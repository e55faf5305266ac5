//! Global arguments that apply to every subcommand.
//!
//! Declared here and flattened into [`super::Cli`] so that `-v`, `-q`, etc.
//! are available on any invocation without repetition.

use clap::Args;

/// Global arguments for all commands.
#[derive(Debug, Args)]
pub struct GlobalArgs {
    /// Increase logging verbosity.
    ///
    /// Pass once for INFO (`-v`), twice for DEBUG (`-vv`), three times for
    /// TRACE (`-vvv`).  Conflicts with `--quiet`.
    #[arg(
        short = 'v',
        long = "verbose",
        action = clap::ArgAction::Count,
        global = true,
        help = "Increase verbosity (-v, -vv, -vvv)",
        long_help = "Increase logging verbosity:
    (none)  - Only errors
    -v      - Info level (progress messages)
    -vv     - Debug level (detailed diagnostics)
    -vvv    - Trace level (very verbose)"
    )]
    pub verbose: u8,

    /// Suppress all non-error output.
    #[arg(
        short = 'q',
        long = "quiet",
        global = true,
        conflicts_with = "verbose",
        help = "Suppress non-error output"
    )]
    pub quiet: bool,

    /// Disable ANSI colour codes.
    ///
    /// Automatically honoured when `NO_COLOR` is set in the environment
    /// (see <https://no-color.org>).
    #[arg(
        long = "no-color",
        global = true,
        env = "NO_COLOR",
        help = "Disable colored output"
    )]
    pub no_color: bool,

    /// Machine-readable output format.
    #[arg(
        long = "output-format",
        global = true,
        value_enum,
        default_value = "auto",
        help = "Output format"
    )]
    pub output_format: OutputFormat,
}

/// How the CLI should render its output.
#[derive(Debug, Clone, Copy, Default, PartialEq, Eq, clap::ValueEnum)]
pub enum OutputFormat {
    /// Auto-detect based on terminal.
    #[default]
    Auto,
    /// Human-readable with colors.
    Human,
    /// Plain text without colors.
    Plain,
    /// JSON output.
    Json,
}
== == ==
All the entries are to be set down exactly as they appear.

RESPONSE FOR THIS EXERCISE>
repository e55faf5305266ac5
//! Global arguments that apply to every subcommand.
//!
//! Declared here and flattened into [`super::Cli`] so that `-v`, `-q`, etc.
//! are available on any invocation without repetition.

use clap::Args;

/// Global arguments for all commands.
#[derive(Debug, Args)]
pub struct GlobalArgs {
    /// Increase logging verbosity.
    ///
    /// Pass once for INFO (`-v`), twice for DEBUG (`-vv`), three times for
    /// TRACE (`-vvv`).  Conflicts with `--quiet`.
    #[arg(
        short = 'v',
        long = "verbose",
        action = clap::ArgAction::Count,
        global = true,
        help = "Increase verbosity (-v, -vv, -vvv)",
        long_help = "Increase logging verbosity:
    (none)  - Only errors
    -v      - Info level (progress messages)
    -vv     - Debug level (detailed diagnostics)
    -vvv    - Trace level (very verbose)"
    )]
    pub verbose: u8,

    /// Suppress all non-error output.
    #[arg(
        short = 'q',
        long = "quiet",
        global = true,
        conflicts_with = "verbose",
        help = "Suppress non-error output"
    )]
    pub quiet: bool,

    /// Disable ANSI colour codes.
    ///
    /// Automatically honoured when `NO_COLOR` is set in the environment
    /// (see <https://no-color.org>).
    #[arg(
        long = "no-color",
        global = true,
        env = "NO_COLOR",
        help = "Disable colored output"
    )]
    pub no_color: bool,

    /// Machine-readable output format.
    #[arg(
        long = "output-format",
        global = true,
        value_enum,
        default_value = "auto",
        help = "Output format"
    )]
    pub output_format: OutputFormat,
}

/// How the CLI should render its output.
#[derive(Debug, Clone, Copy, Default, PartialEq, Eq, clap::ValueEnum)]
pub enum OutputFormat {
    /// Auto-detect based on terminal.
    #[default]
    Auto,
    /// Human-readable with colors.
    Human,
    /// Plain text without colors.
    Plain,
    /// JSON output.
    Json,
}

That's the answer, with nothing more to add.